In other words, the government took the child from the parents. Is this something you want? Think hard about it.
don't be ridiculous, the government takes children from the parents all the time in the US when the parents are unable to properly care for them and the kids may be in danger. even for medical care, if you have a child with a serious illness and the parents refuse treatment, for religious reasons or other reasons, often judges end up making decisions. this happens in the USA. people who talk about the UK case simply do not know the case, the child is already brain dead, can't breath, can't swallow, can't move anything, his muscles are gone, is dying and there is no cure and no treatment. even the so called US treatment is something that would not help even if it worked and is not a real cure. I understand the parents but the reality is that the child is dying.
I also find disgusting that OP talks about this tragedy just to score a political point. if anything, these parents were lucky they are in the UK where a universal health care system threated their terminal child since birth doing anything possible and incurring $$$$$$$$$$ expenses at no cost to the parents. then a private doctor in the US was ready to "treat" the child (with no real hope of even improving his condition) but only for millions of dollars cash........ yes, sure, the US system is so much better. nope!
I don't think in the US parentsl rights could be interfered with because the parents wanted *more* treatment. I don't know much about UK family law but this case would have a different outcome here.
Well, you think wrong. I posted links earlier in the thread that you can read.
Anonymous wrote:
Any particular reason why the life of this baby is worth less than the life of a Syrian refuge?
Anonymous wrote:Anonymous wrote:Poor little boy.
My view: there is a difference between turning off life support (I'm uncomfortable with that for a baby) vs trying an experimental, unproven so-called "treatment" that hasn't even been used on mice models (oppose).
Notice how the "doctor's" name has never been made public- that's because she/he is not proposing to enter the baby in a clinical trial, or provide an FDA approved treatment.

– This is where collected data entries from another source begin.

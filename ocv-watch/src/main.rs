use clap::Parser;
use kube::Client;
use ocv_core::logging;
use ocv_core::prelude::*;
use ocv_store::{
    ViewConfig,
    ViewManager,
};
use tracing::*;

#[derive(Parser, Debug)]
struct Options {
    #[arg(short, long)]
    namespace: Option<String>,

    #[arg(short, long)]
    config_file: Option<String>,

    #[arg(short, long)]
    selector: Option<String>,

    #[arg(short, long, default_value = "info")]
    verbosity: String,
}

// Command-line flags take precedence over whatever is in the config file
fn load_config(args: &Options) -> anyhow::Result<ViewConfig> {
    let mut config = match &args.config_file {
        Some(path) => ViewConfig::load(path)?,
        None => ViewConfig::default(),
    };

    if let Some(ns) = &args.namespace {
        config.namespace = ns.clone();
    }
    if let Some(sel) = &args.selector {
        config.label_selector = LabelSelector::parse(sel)?;
    }
    Ok(config)
}

#[instrument(ret, err)]
async fn run(args: Options) -> EmptyResult {
    let config = load_config(&args)?;
    let client = Client::try_default().await?;
    let mut manager = ViewManager::start(client, config).await?;
    let mut changes = manager.subscribe_changes();

    loop {
        tokio::select! {
            _ = tokio::signal::ctrl_c() => {
                info!("interrupted, shutting down");
                break;
            },
            res = changes.changed() => {
                if res.is_err() {
                    warn!("dispatcher exited, shutting down");
                    break;
                }
                if let Some(summary) = manager.summary().await {
                    info!("{summary}");
                }
            },
        }
    }

    manager.teardown().await;
    Ok(())
}

#[tokio::main]
async fn main() -> EmptyResult {
    let args = Options::parse();
    logging::setup(&args.verbosity);
    run(args).await
}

Science matters. We don't just randomly experiment on babies in the US like is supposedly proposed for Charlie.
Anyway. Poor little baby.
People like you would not have believed Lorenzo's parents either. They could not reverse the damage done to their son but they saved so many other children from the same fate.
Anonymous wrote:Poor little boy.
My view: there is a difference between turning off life support (I'm uncomfortable with that for a baby) vs trying an experimental, unproven so-called "treatment" that hasn't even been used on mice models (oppose).
Notice how the "doctor's" name has never been made public- that's because she/he is not proposing to enter the baby in a clinical trial, or provide an FDA approved treatment.
Science matters. We don't just randomly experiment on babies in the US like is supposedly proposed for Charlie.
Anyway. Poor little baby.
Anonymous wrote:Poor little boy.
My view: there is a difference between turning off life support (I'm uncomfortable with that for a baby) vs trying an experimental, unproven so-called "treatment" that hasn't even been used on mice models (oppose).
Notice how the "doctor's" name has never been made public- that's because she/he is not proposing to enter the baby in a clinical trial, or provide an FDA approved treatment.
Science matters. We don't just randomly experiment on babies in the US like is supposedly proposed for Charlie.
Anyway. Poor little baby.
Anonymous wrote:Anonymous wrote:It is true that the UK and Europe are better than the US at preventing prolonging of life when someone is terminal. Or worse, if you are against that. That is what you're protesting, I believe.
Apparently you are in favor of the state removing custody from loving and capable parents in order to prevent a kid from receiving privately-paid medical care (which, like many treatments these days, may well not work)
That makes you what, a Soviet bureaucrat? A Nazi lover?